Selon un arrêt du 15 octobre 2013 [7], la cour d’appel avait rejeté la demande de réparation au titre du préjudice d’angoisse de mort imminente en relevant que

« l’angoisse de perdre la vie et la conscience d’une disparition proche, qui ne peuvent donner lieu à un chef d’indemnisation distinct, doivent être intégrées dans l’appréciation globale du pretium doloris ».

L’arrêt est cassé au motif que la cour d’appel s’est prononcée

« par des motifs empreints de contradiction, qui ne permettent pas à la Cour de cassation de s’assurer que les juges d’appel ont effectivement réparé les préjudices distincts constitués, d’une part, par les souffrances endurées du fait des blessures et, d’autres part, par l’angoisse d’une mort imminente ».

Dans un arrêt du 27 septembre 2016 [8], le pourvoi a été rejeté au motif que

« le préjudice d’angoisse de mort imminente ne peut exister que si la victime est consciente de son état ».

La jurisprudence des juges du fond :

Le crash aérien d’un avion de la compagnie West Caribbean Airways en août 2005, qui avait causé la mort de 160 victimes, a été l’une des premières affaires ayant initié la question du préjudice moral subi par les victimes durant la chute de l’appareil.

Les juges du fond ont reconnu l’existence d’un préjudice spécifique des victimes tenant à l’angoisse, durant la chute, de la conscience de la survenance de leur mort [9].

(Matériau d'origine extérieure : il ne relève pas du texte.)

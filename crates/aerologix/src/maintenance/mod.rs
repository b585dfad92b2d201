//! Maintenance interval calculator.
//!
//! Each tracked component is compared against its interval and reported as a
//! percentage of life used plus a traffic-light status. The calculator never
//! fails: missing or malformed inputs read as "no data" and produce 0% green.
//!
//! Date-based intervals use flat 30-day months and 365-day years so the
//! percentages line up with the values the backend displays.

pub mod settings;

use chrono::NaiveDate;
use serde::{Deserialize, Serialize};

use self::settings::{parse_date, regulations, ComponentSettings, EltSettings};

/// Upper bound on reported percentages; keeps progress bars from overflowing.
pub const MAX_PERCENTAGE: f64 = 150.0;

/// Percentage at which a component turns yellow.
pub const WARNING_PERCENTAGE: f64 = 80.0;

/// Percentage at which a component turns red.
pub const EXCEEDED_PERCENTAGE: f64 = 100.0;

const DAYS_PER_MONTH: f64 = 30.0;
const DAYS_PER_YEAR: f64 = 365.0;

/// Traffic-light status of a component.
#[derive(Debug, Clone, Copy, PartialEq, Eq, Hash, Serialize, Deserialize)]
#[serde(rename_all = "lowercase")]
pub enum MaintenanceStatus {
    /// Below the warning threshold.
    Green,
    /// Approaching the limit.
    Yellow,
    /// At or past the limit.
    Red,
    /// No data. Reserved: missing inputs currently report green at 0%.
    Grey,
}

impl MaintenanceStatus {
    /// Display color for the status.
    #[must_use]
    pub fn color(self) -> &'static str {
        match self {
            Self::Green => "#10B981",
            Self::Yellow => "#F59E0B",
            Self::Red => "#EF4444",
            Self::Grey => "#9CA3AF",
        }
    }
}

impl std::fmt::Display for MaintenanceStatus {
    fn fmt(&self, f: &mut std::fmt::Formatter<'_>) -> std::fmt::Result {
        f.pad(match self {
            Self::Green => "green",
            Self::Yellow => "yellow",
            Self::Red => "red",
            Self::Grey => "grey",
        })
    }
}

/// Status for a percentage of life used.
#[must_use]
pub fn status_from_percentage(percentage: f64) -> MaintenanceStatus {
    if percentage >= EXCEEDED_PERCENTAGE {
        MaintenanceStatus::Red
    } else if percentage >= WARNING_PERCENTAGE {
        MaintenanceStatus::Yellow
    } else {
        MaintenanceStatus::Green
    }
}

// Overflow to +inf still saturates; NaN counts as no data.
fn clamp_percentage(percentage: f64) -> f64 {
    if percentage.is_nan() {
        0.0
    } else {
        percentage.clamp(0.0, MAX_PERCENTAGE)
    }
}

/// Percentage of an hour-based interval used.
///
/// Zero when the hours are missing or not positive, or the interval is not
/// positive.
#[must_use]
pub fn percentage_by_hours(hours_since_event: Option<f64>, interval_hours: f64) -> f64 {
    match hours_since_event {
        Some(hours) if hours > 0.0 && interval_hours > 0.0 => {
            clamp_percentage(hours / interval_hours * 100.0)
        }
        _ => 0.0,
    }
}

#[allow(clippy::cast_precision_loss)]
fn days_since(last_event: NaiveDate, today: NaiveDate) -> f64 {
    (today - last_event).num_days() as f64
}

/// Percentage of a month-based interval used, with 30-day months.
///
/// Zero when the date is missing or the interval is not positive. A date in
/// the future also reads as zero.
#[must_use]
pub fn percentage_by_date(
    last_event_date: Option<NaiveDate>,
    interval_months: f64,
    today: NaiveDate,
) -> f64 {
    match last_event_date {
        Some(last) if interval_months > 0.0 => {
            let months = days_since(last, today) / DAYS_PER_MONTH;
            clamp_percentage(months / interval_months * 100.0)
        }
        _ => 0.0,
    }
}

/// Percentage of a year-based interval used, with 365-day years.
#[must_use]
pub fn percentage_by_date_years(
    last_event_date: Option<NaiveDate>,
    interval_years: f64,
    today: NaiveDate,
) -> f64 {
    match last_event_date {
        Some(last) if interval_years > 0.0 => {
            let years = days_since(last, today) / DAYS_PER_YEAR;
            clamp_percentage(years / interval_years * 100.0)
        }
        _ => 0.0,
    }
}

/// The components a report can contain, in display order.
#[derive(Debug, Clone, Copy, PartialEq, Eq, Hash, Serialize, Deserialize)]
#[serde(rename_all = "snake_case")]
pub enum ComponentKind {
    /// Engine time between overhaul.
    Engine,
    /// Propeller inspection.
    Propeller,
    /// Annual airframe inspection.
    Airframe,
    /// Avionics certification.
    Avionics,
    /// Magneto inspection.
    Magnetos,
    /// Vacuum pump replacement.
    VacuumPump,
    /// ELT functional test.
    EltTest,
    /// ELT battery replacement.
    EltBattery,
}

impl ComponentKind {
    /// Display name.
    #[must_use]
    pub fn name(self) -> &'static str {
        match self {
            Self::Engine => "Engine (TBO)",
            Self::Propeller => "Propeller",
            Self::Airframe => "Annual inspection",
            Self::Avionics => "Avionics certification",
            Self::Magnetos => "Magnetos",
            Self::VacuumPump => "Vacuum pump",
            Self::EltTest => "ELT test",
            Self::EltBattery => "ELT battery",
        }
    }

    /// Icon name.
    #[must_use]
    pub fn icon(self) -> &'static str {
        match self {
            Self::Engine => "engine",
            Self::Propeller => "fan",
            Self::Airframe => "airplane",
            Self::Avionics => "radio",
            Self::Magnetos => "flash",
            Self::VacuumPump => "gauge",
            Self::EltTest => "radio-tower",
            Self::EltBattery => "battery",
        }
    }
}

/// One row of a maintenance report.
#[derive(Debug, Clone, PartialEq, Serialize, Deserialize)]
pub struct ComponentStatus {
    /// Which component this row describes.
    pub kind: ComponentKind,
    /// Display name.
    pub name: String,
    /// Icon name.
    pub icon: String,
    /// Display color, derived from the status.
    pub color: String,
    /// Percentage of the interval used, in `[0, 150]`.
    pub percentage: f64,
    /// Status derived from the percentage.
    pub status: MaintenanceStatus,
    /// Raw value, human readable.
    pub current: String,
    /// Threshold, human readable.
    pub limit: String,
}

impl ComponentStatus {
    fn new(kind: ComponentKind, percentage: f64, current: String, limit: String) -> Self {
        let status = status_from_percentage(percentage);
        Self {
            kind,
            name: kind.name().to_string(),
            icon: kind.icon().to_string(),
            color: status.color().to_string(),
            percentage,
            status,
            current,
            limit,
        }
    }
}

const NOT_RECORDED: &str = "Not recorded";

/// Render a number without a trailing `.0`.
fn number(value: f64) -> String {
    if value.fract() == 0.0 {
        format!("{value:.0}")
    } else {
        format!("{value:.1}")
    }
}

fn hours_row(kind: ComponentKind, hours: Option<f64>, interval: f64) -> ComponentStatus {
    ComponentStatus::new(
        kind,
        percentage_by_hours(hours, interval),
        hours.map_or_else(|| NOT_RECORDED.to_string(), |h| format!("{} h", number(h))),
        format!("{} h", number(interval)),
    )
}

fn date_label(date: Option<NaiveDate>) -> String {
    date.map_or_else(|| NOT_RECORDED.to_string(), |d| d.format("%Y-%m-%d").to_string())
}

fn months_row(
    kind: ComponentKind,
    raw_date: Option<&str>,
    interval_months: f64,
    today: NaiveDate,
) -> ComponentStatus {
    let date = parse_date(raw_date);
    ComponentStatus::new(
        kind,
        percentage_by_date(date, interval_months, today),
        date_label(date),
        format!("Every {} months", number(interval_months)),
    )
}

/// Evaluate every component of an aircraft.
///
/// Rows come back in a fixed order: engine, propeller, annual inspection,
/// avionics, magnetos, vacuum pump, then the two ELT rows when `elt` is
/// given. Components are independent; there is no overall score.
#[must_use]
pub fn report(
    settings: &ComponentSettings,
    elt: Option<&EltSettings>,
    today: NaiveDate,
) -> Vec<ComponentStatus> {
    let propeller_date = parse_date(settings.propeller_last_inspection_date.as_deref());
    let propeller_years = settings.propeller_interval_years();

    let mut rows = vec![
        hours_row(
            ComponentKind::Engine,
            settings.engine_hours_since_overhaul,
            settings.engine_tbo(),
        ),
        ComponentStatus::new(
            ComponentKind::Propeller,
            percentage_by_date_years(propeller_date, propeller_years, today),
            date_label(propeller_date),
            format!("Every {} years", number(propeller_years)),
        ),
        months_row(
            ComponentKind::Airframe,
            settings.airframe_last_annual_date.as_deref(),
            regulations::ANNUAL_INSPECTION_MONTHS,
            today,
        ),
        months_row(
            ComponentKind::Avionics,
            settings.avionics_last_certification_date.as_deref(),
            settings.avionics_interval_months(),
            today,
        ),
        hours_row(
            ComponentKind::Magnetos,
            settings.magnetos_hours_since_inspection,
            settings.magnetos_interval(),
        ),
        hours_row(
            ComponentKind::VacuumPump,
            settings.vacuum_pump_hours_since_replacement,
            settings.vacuum_pump_interval(),
        ),
    ];

    if let Some(elt) = elt {
        rows.push(months_row(
            ComponentKind::EltTest,
            elt.last_test_date.as_deref(),
            elt.test_interval(),
            today,
        ));
        rows.push(months_row(
            ComponentKind::EltBattery,
            elt.battery_install_date.as_deref(),
            elt.battery_interval(),
            today,
        ));
    }

    rows
}
//! Multi-item operations with partial-failure reporting.
//!
//! Each item is attempted once, in order. A failure does not stop the batch;
//! it is collected so the caller can report exactly which items were left.

use std::future::Future;

use tracing::warn;

use super::{ApiError, Result};

/// Result of running an operation over several ids.
#[derive(Debug, Default)]
pub struct BatchOutcome {
    /// Ids whose operation succeeded.
    pub succeeded: Vec<String>,
    /// Ids whose operation failed, with the error.
    pub failed: Vec<(String, ApiError)>,
}

impl BatchOutcome {
    /// Number of ids attempted.
    #[must_use]
    pub fn attempted(&self) -> usize {
        self.succeeded.len() + self.failed.len()
    }

    /// True when every id succeeded.
    #[must_use]
    pub fn is_complete(&self) -> bool {
        self.failed.is_empty()
    }

    /// One-line summary followed by one line per failure.
    #[must_use]
    pub fn summary(&self, verb: &str) -> String {
        let mut out = format!(
            "{verb} {} of {} item(s)",
            self.succeeded.len(),
            self.attempted()
        );
        if !self.failed.is_empty() {
            out.push_str(&format!("; {} failed:", self.failed.len()));
            for (id, err) in &self.failed {
                out.push_str(&format!("\n  {id}: {}", err.user_message()));
            }
        }
        out
    }
}

/// Run `op` for every id, sequentially, collecting successes and failures.
pub async fn run_batch<F, Fut>(ids: &[String], mut op: F) -> BatchOutcome
where
    F: FnMut(String) -> Fut,
    Fut: Future<Output = Result<()>>,
{
    let mut outcome = BatchOutcome::default();
    for id in ids {
        match op(id.clone()).await {
            Ok(()) => outcome.succeeded.push(id.clone()),
            Err(err) => {
                warn!("Batch item {} failed: {}", id, err);
                outcome.failed.push((id.clone(), err));
            }
        }
    }
    outcome
}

Dans l’affaire de la catastrophe d’Allinges (collision entre un TER et un car scolaire), le Tribunal précisait que

« le préjudice spécifique d’angoisse peut être défini, pour les seules victimes directes, comme le préjudice autonome exceptionnel inhérent à une souffrance supplémentaire distincte et résultant pour les victimes décédées de la conscience d’une mort imminente et de l’angoisse existentielle y afférent et, pour les victimes rescapées ou blessées de la même angoisse d’une crainte pour son existence… » [10].

Dans l’affaire du crash Yemenia Airways, les juges du fond avaient défini le préjudice d’angoisse de mort imminente comme « la souffrance morale et psychologique liée à la conscience d’une mort imminente », qui « suppose un état de conscience et pendant un temps suffisant pour envisager sa propre fin ». Il se traduit par « un état de détresse pour chaque passager par l’appréciation de sa mort à venir et la certitude de son caractère inéluctable » [11].

Rappelons que la jurisprudence n’a connu, majoritairement, que des cas de victimes décédées et dont l’action en indemnisation était exercée par leurs ayants droit en leur qualité de victimes par ricochet.

Les juges ont donc reconnu ce préjudice spécifique en imaginant l’intensité du sentiment d’angoisse au regard de la gravité des faits survenus, alors qu’il est particulièrement délicat de démontrer qu’une victime décédée des suites d’un évènement tragique a eu conscience de la survenance de son décès. (Notons que même les médecins légistes trouvent quelques fois des difficultés à déterminer avec précision l’heure exacte du décès).

+ Le cas particulier des victimes d’actes terroristes :

Les victimes d’attentats terroristes ont éprouvé un préjudice d’angoisse lié à leur conscience d’un risque de mort imminente.

Le Fonds de Garantie des Victimes des actes de Terrorisme et d’autres Infractions (FGTI), dans un communiqué en date du 25 septembre 2017, a annoncé reconnaître deux nouveaux postes de façon autonome : le préjudice d’angoisse pour les victimes directes et le préjudice d’attente pour les victimes par ricochet.

Le FGTI prévoit d’indemniser les victimes directes du « préjudice d’angoisse de mort imminente » entre 5 000 et 30 000 euros pour les victimes décédées et, pour les victimes survivantes, après expertise, entre 2 000 et 5 000 euros :

« Pour les victimes blessées, il sera décrit de manière détaillée, et sera individualisé dans le cadre de l’expertise médicale. Son montant sera compris entre 2 000 et 5 000 euros ». (Communiqué de presse du FGTI du 25 septembre 2017 – Préjudices d’angoisse et d’attente des victimes d’actes de terrorisme).